Manch alteingesessener Fan wird sich noch an die Demos des britischen Acts und Dave Hallidays (Gitarre, Vocals) Selbstmord erinnern, der 1987 vorerst das Ende der Band bedeutete. Ausgerechnet Produzenten-Legende Andy Sneap, dem Halliday das Gitarre spielen beibrachte, machte den Vorschlag, die alten Demos neu aufzunehmen und zu veröffentlichten. Als Gitarrist trat er das Vermächtnis Hallidays an, die Vocals übernimmt nach einem kurzen Gastspiel von Martin Walkyrier (SKYCLAD) David Bower, als Bassist, Drummer und Gitarrist/Keyboarder sind nach wie vor Tony Speakman, Tim Bowler und Kev Bower dabei. Mit "Human Remains" soll HELL nun endlich die Anerkennung und der Erfolg zuteil werden, den die Band seit ihren frühesten Tagen verdient hätte. Und das könnte durchaus gelingen, denn wenn man auf eine Mischung aus klassischem Metal, NWOBHM und düsterer, MERCYFUL FATE-artiger Atmosphäre steht, ist "Human Remains" Pflichtprogramm für alle Metalfans – auch wenn ich den Hype um die Truppe ein wenig übertrieben finde. Die Fachpresse lobt HELL nämlich in den siebten Himmel und darüber hinaus.

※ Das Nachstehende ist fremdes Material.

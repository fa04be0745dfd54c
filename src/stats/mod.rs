//! Stats module - descriptive statistics and the stdout report

mod calculator;
mod reporter;

pub use calculator::{
    aligned_columns_f64, column_f64, describe, pearson, room_type_counts, top_neighbourhoods,
    Describe,
};
pub use reporter::{print_report, StatsError};
use geo::{Coord, LineString, MultiLineString, Point};
use geojson::{Feature, FeatureCollection, GeoJson, Value};
use serde_json::Value as JsonValue;
use std::path::Path;

use crate::error::{Error, Result};
use crate::types::{Direction, Location, TransitLine, TransitStop, WayFeature};

/// Static street and transit network, loaded once and shared read-only.
#[derive(Clone, Debug, Default)]
pub struct Dataset {
    pub ways: Vec<WayFeature>,
    pub transit_lines: Vec<TransitLine>,
    pub stops: Vec<TransitStop>,
}

impl Dataset {
    pub fn from_geojson(streets: &str, transit: Option<&str>) -> Result<Self> {
        let ways = parse_ways(read_collection(streets)?);
        let (transit_lines, stops) = match transit {
            Some(transit) => parse_transit(read_collection(transit)?),
            None => (Vec::new(), Vec::new()),
        };
        log::info!(
            "Dataset loaded: {} ways, {} transit lines, {} stops",
            ways.len(),
            transit_lines.len(),
            stops.len()
        );
        Ok(Dataset { ways, transit_lines, stops })
    }

    pub fn load(street_path: impl AsRef<Path>, transit_path: Option<&Path>) -> Result<Self> {
        let streets = std::fs::read_to_string(street_path)?;
        let transit = transit_path.map(std::fs::read_to_string).transpose()?;
        Self::from_geojson(&streets, transit.as_deref())
    }
}

fn read_collection(text: &str) -> Result<FeatureCollection> {
    match text.parse::<GeoJson>()? {
        GeoJson::FeatureCollection(collection) => Ok(collection),
        GeoJson::Feature(feature) => Ok(FeatureCollection {
            bbox: None,
            features: vec![feature],
            foreign_members: None,
        }),
        GeoJson::Geometry(_) => Err(Error::InvalidData("expected a feature collection".into())),
    }
}

fn property<'a>(feature: &'a Feature, key: &str) -> Option<&'a JsonValue> {
    feature.properties.as_ref().and_then(|props| props.get(key))
}

fn string_property(feature: &Feature, key: &str) -> Option<String> {
    match property(feature, key)? {
        JsonValue::String(s) if !s.trim().is_empty() => Some(s.clone()),
        JsonValue::Number(n) => Some(n.to_string()),
        _ => None,
    }
}

fn direction(feature: &Feature) -> Direction {
    let oneway = match property(feature, "oneway") {
        Some(JsonValue::String(s)) => s.as_str(),
        Some(JsonValue::Bool(true)) => "yes",
        Some(JsonValue::Number(n)) if n.as_i64() == Some(1) => "yes",
        Some(JsonValue::Number(n)) if n.as_i64() == Some(-1) => "-1",
        _ => "",
    };
    match oneway {
        "yes" | "true" | "1" => Direction::ForwardOnly,
        "-1" | "reverse" => Direction::BackwardOnly,
        "no" | "false" | "0" => Direction::BothWays,
        _ if string_property(feature, "junction").as_deref() == Some("roundabout") => Direction::ForwardOnly,
        _ => Direction::BothWays,
    }
}

fn to_locations(line: &LineString<f64>) -> Vec<Location> {
    line.coords()
        .map(|&Coord { x, y }| Location { latitude: y, longitude: x })
        .collect()
}

// A feature may carry a LineString or a MultiLineString; anything else is not a way.
fn polylines(feature: &Feature) -> Vec<Vec<Location>> {
    let Some(geometry) = &feature.geometry else {
        return Vec::new();
    };
    let lines: Vec<LineString<f64>> = match &geometry.value {
        Value::LineString(_) => LineString::try_from(geometry.value.clone()).into_iter().collect(),
        Value::MultiLineString(_) => MultiLineString::try_from(geometry.value.clone())
            .map(|multi| multi.0)
            .unwrap_or_default(),
        _ => Vec::new(),
    };
    lines
        .iter()
        .map(to_locations)
        .filter(|points| points.len() >= 2)
        .collect()
}

fn parse_ways(collection: FeatureCollection) -> Vec<WayFeature> {
    let mut ways = Vec::new();
    let mut skipped = 0;
    for feature in &collection.features {
        let Some(way_type) = string_property(feature, "highway") else {
            skipped += 1;
            continue;
        };
        let direction = direction(feature);
        let name = string_property(feature, "name");
        let destination = string_property(feature, "destination");
        for geometry in polylines(feature) {
            ways.push(WayFeature {
                geometry,
                way_type: way_type.clone(),
                direction,
                name: name.clone(),
                destination: destination.clone(),
            });
        }
    }
    if skipped > 0 {
        log::debug!("Skipped {} features without a highway tag", skipped);
    }
    ways
}

fn parse_transit(collection: FeatureCollection) -> (Vec<TransitLine>, Vec<TransitStop>) {
    let mut lines = Vec::new();
    let mut stops = Vec::new();
    for feature in &collection.features {
        let name = string_property(feature, "name").or_else(|| string_property(feature, "ref"));
        let is_point = matches!(
            feature.geometry.as_ref().map(|g| &g.value),
            Some(Value::Point(_))
        );
        if is_point {
            if let Some(Ok(point)) = feature.geometry.as_ref().map(|g| Point::<f64>::try_from(g.value.clone())) {
                stops.push(TransitStop {
                    location: Location { latitude: point.y(), longitude: point.x() },
                    name,
                });
            }
            continue;
        }
        let kind = ["route", "type", "mode"]
            .iter()
            .find_map(|key| string_property(feature, key))
            .map(|k| k.to_lowercase())
            .unwrap_or_else(|| "transit".to_string());
        for geometry in polylines(feature) {
            lines.push(TransitLine { geometry, kind: kind.clone(), name: name.clone() });
        }
    }
    (lines, stops)
}

#[test]
fn test_parse_streets() {
    let streets = r#"{"type": "FeatureCollection", "features": [
        {"type": "Feature", "properties": {"highway": "residential", "name": "Rue Félix Poulat", "oneway": "yes"},
         "geometry": {"type": "LineString", "coordinates": [[5.72, 45.19], [5.73, 45.19]]}},
        {"type": "Feature", "properties": {"highway": "primary", "oneway": "-1", "destination": "Lyon"},
         "geometry": {"type": "MultiLineString", "coordinates": [[[5.70, 45.18], [5.71, 45.18]], [[5.71, 45.18], [5.72, 45.18]]]}},
        {"type": "Feature", "properties": {"highway": "tertiary", "junction": "roundabout"},
         "geometry": {"type": "LineString", "coordinates": [[5.74, 45.17], [5.75, 45.17]]}},
        {"type": "Feature", "properties": {"highway": "footway"},
         "geometry": {"type": "LineString", "coordinates": [[5.74, 45.17]]}},
        {"type": "Feature", "properties": {"building": "yes"},
         "geometry": {"type": "LineString", "coordinates": [[5.74, 45.17], [5.75, 45.18]]}}
    ]}"#;
    let dataset = Dataset::from_geojson(streets, None).unwrap();
    assert_eq!(dataset.ways.len(), 4);
    let first = &dataset.ways[0];
    assert_eq!(first.direction, Direction::ForwardOnly);
    assert_eq!(first.label(), Some("Rue Félix Poulat"));
    assert_eq!(first.geometry[0], Location::new(45.19, 5.72));
    assert_eq!(dataset.ways[1].direction, Direction::BackwardOnly);
    assert_eq!(dataset.ways[2].label(), Some("Lyon"));
    assert_eq!(dataset.ways[3].direction, Direction::ForwardOnly);
    assert!(dataset.transit_lines.is_empty());
}

#[test]
fn test_parse_transit() {
    let transit = r#"{"type": "FeatureCollection", "features": [
        {"type": "Feature", "properties": {"route": "Tram", "ref": "A"},
         "geometry": {"type": "LineString", "coordinates": [[5.70, 45.18], [5.71, 45.18], [5.72, 45.19]]}},
        {"type": "Feature", "properties": {"name": "Gares"},
         "geometry": {"type": "Point", "coordinates": [5.71, 45.18]}}
    ]}"#;
    let dataset = Dataset::from_geojson(r#"{"type": "FeatureCollection", "features": []}"#, Some(transit)).unwrap();
    assert_eq!(dataset.transit_lines.len(), 1);
    assert_eq!(dataset.transit_lines[0].kind, "tram");
    assert_eq!(dataset.transit_lines[0].name.as_deref(), Some("A"));
    assert_eq!(dataset.stops.len(), 1);
    assert_eq!(dataset.stops[0].name.as_deref(), Some("Gares"));
}

#[test]
fn test_rejects_bare_geometry() {
    let result = Dataset::from_geojson(r#"{"type": "Point", "coordinates": [5.7, 45.1]}"#, None);
    assert!(matches!(result, Err(Error::InvalidData(_))));
}
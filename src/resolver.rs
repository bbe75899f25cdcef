use rstar::primitives::GeomWithData;
use rstar::RTree;

use crate::error::{Error, Result};
use crate::graph::{Graph, NodeId};
use crate::search::reachable_from;
use crate::types::Location;

type IndexedNode = GeomWithData<[f64; 2], NodeId>;

#[derive(Clone, Copy, Debug, PartialEq)]
pub struct Candidate {
    pub node: NodeId,
    pub offset_km: f64,
}

/// Graph nodes chosen for a query's origin and destination.
#[derive(Clone, Copy, Debug, PartialEq)]
pub struct Resolution {
    pub start: Candidate,
    pub end: Candidate,
    /// False when no candidate pair was connected and the nearest nodes were used.
    pub connected: bool,
}

/// Spatial index over the nodes of one graph.
///
/// Points are stored in an equirectangular projection around the graph's mean
/// latitude so that Euclidean ordering tracks great-circle ordering at city scale.
pub struct NodeIndex {
    tree: RTree<IndexedNode>,
    lng_scale: f64,
}

impl NodeIndex {
    pub fn new(graph: &Graph) -> Self {
        let mean_lat = if graph.is_empty() {
            0.0
        } else {
            graph.locations().map(|(_, l)| l.latitude).sum::<f64>() / graph.node_count() as f64
        };
        let lng_scale = mean_lat.to_radians().cos();
        let points = graph
            .locations()
            .map(|(id, l)| GeomWithData::new(project(l, lng_scale), id))
            .collect();
        NodeIndex { tree: RTree::bulk_load(points), lng_scale }
    }

    /// Up to `k` nodes nearest to `point`, closest first.
    pub fn nearest(&self, graph: &Graph, point: &Location, k: usize) -> Vec<Candidate> {
        let query = project(point, self.lng_scale);
        let mut candidates: Vec<Candidate> = self
            .tree
            .nearest_neighbor_iter(&query)
            .take(k)
            .map(|n| Candidate {
                node: n.data,
                offset_km: point.distance_km(&graph.location(n.data)),
            })
            .collect();
        candidates.sort_by(|a, b| a.offset_km.total_cmp(&b.offset_km));
        candidates
    }
}

fn project(location: &Location, lng_scale: f64) -> [f64; 2] {
    [location.longitude * lng_scale, location.latitude]
}

pub fn nearest_candidates(graph: &Graph, point: &Location, k: usize) -> Result<Vec<Candidate>> {
    if graph.is_empty() {
        return Err(Error::EmptyGraph(graph.mode()));
    }
    Ok(NodeIndex::new(graph).nearest(graph, point, k.max(1)))
}

/// Picks start and end nodes that are connected to each other.
///
/// The `k` nearest nodes of each endpoint are paired origin-first, both in
/// ascending distance; the first pair with a path wins. When none of the
/// pairs is connected, the single nearest node on each side is used.
pub fn resolve_endpoints(graph: &Graph, origin: &Location, destination: &Location, k: usize) -> Result<Resolution> {
    if graph.is_empty() {
        return Err(Error::EmptyGraph(graph.mode()));
    }
    let index = NodeIndex::new(graph);
    let k = k.max(1);
    let origins = index.nearest(graph, origin, k);
    let destinations = index.nearest(graph, destination, k);

    for start in &origins {
        let reached = reachable_from(graph, start.node);
        if let Some(end) = destinations.iter().find(|d| reached[d.node]) {
            log::debug!(
                "Resolved nodes {} -> {} ({:.3} km / {:.3} km from query points)",
                start.node,
                end.node,
                start.offset_km,
                end.offset_km
            );
            return Ok(Resolution { start: *start, end: *end, connected: true });
        }
    }

    log::info!("No connected pair among {} x {} candidates, using nearest nodes", origins.len(), destinations.len());
    Ok(Resolution { start: origins[0], end: destinations[0], connected: false })
}

#[cfg(test)]
fn two_islands() -> Graph {
    use crate::config::Profiles;
    use crate::dataset::Dataset;
    use crate::graph::build_graph;
    use crate::types::{Direction, Mode, WayFeature};

    let way = |points: &[(f64, f64)]| WayFeature {
        geometry: points.iter().map(|&(lat, lng)| Location::new(lat, lng)).collect(),
        way_type: "footway".to_string(),
        direction: Direction::BothWays,
        name: None,
        destination: None,
    };
    let dataset = Dataset {
        ways: vec![
            // main network
            way(&[(45.0, 5.0), (45.0, 5.01), (45.0, 5.02), (45.0, 5.03)]),
            // isolated stub lying right next to the destination
            way(&[(45.0005, 5.0300), (45.0006, 5.0301)]),
        ],
        ..Default::default()
    };
    build_graph(&dataset, Mode::Walking, &Profiles::default().walking)
}

#[test]
fn test_nearest_candidates_are_sorted() {
    let graph = two_islands();
    let candidates = nearest_candidates(&graph, &Location::new(45.0, 5.012), 3).unwrap();
    assert_eq!(candidates.len(), 3);
    assert_eq!(graph.location(candidates[0].node), Location::new(45.0, 5.01));
    assert!(candidates.windows(2).all(|c| c[0].offset_km <= c[1].offset_km));
}

#[test]
fn test_prefers_connected_pair_over_nearest() {
    let graph = two_islands();
    let origin = Location::new(45.0, 5.0);
    let destination = Location::new(45.0006, 5.03015);
    let nearest = nearest_candidates(&graph, &destination, 1).unwrap()[0];
    assert_eq!(graph.location(nearest.node), Location::new(45.0006, 5.0301));

    let resolution = resolve_endpoints(&graph, &origin, &destination, 20).unwrap();
    assert!(resolution.connected);
    assert_eq!(graph.location(resolution.start.node), origin);
    assert_eq!(graph.location(resolution.end.node), Location::new(45.0, 5.03));
}

#[test]
fn test_falls_back_to_nearest_when_disconnected() {
    let graph = two_islands();
    let origin = Location::new(45.0, 5.0);
    let destination = Location::new(45.0006, 5.03015);
    // with a single candidate per side, the stub is the only choice
    let resolution = resolve_endpoints(&graph, &origin, &destination, 1).unwrap();
    assert!(!resolution.connected);
    assert_eq!(graph.location(resolution.end.node), Location::new(45.0006, 5.0301));
}

#[test]
fn test_empty_graph_is_an_error() {
    use crate::types::Mode;

    let graph = Graph::new(Mode::Cycling);
    let result = resolve_endpoints(&graph, &Location::new(45.0, 5.0), &Location::new(45.1, 5.1), 20);
    assert!(matches!(result, Err(Error::EmptyGraph(Mode::Cycling))));
}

Doch zugegeben, selbst, wenn man die alten Demos nicht kennt, kann man den Wirbel einigermaßen verstehen. Man muss zudem im Hinterkopf behalten, dass die originalen Songs in der Blütezeit der NWOBHM entstanden sind. HELL kann man also im Grunde nicht vorwerfen, wie Band x oder y zu klingen, es müsste genau anders herum sein. Das Quartett hat seine Songs aus den Achtzigern so wunderbar ins Jahr 2011 transportiert, dass man selbst dann selig in Erinnerungen schwelgt, wenn man die Blütezeit des Metal nicht miterlebt hat. Die Gitarrenarbeit ist erste Sahne; was hier an Riffs geboten wird, würde bei anderen Bands für drei Alben reichen. Bowlers Organ erinnert in seiner normalen Stimmlage an Ronnie James Dio, ist aber so variabel, dass man stellenweise meint, es mit drei verschiedenen Sängern zu tun zu haben. Die stellenweise sehr theatralischen Vocals dürften allerdings auch für den meisten Diskussionsbedarf sorgen.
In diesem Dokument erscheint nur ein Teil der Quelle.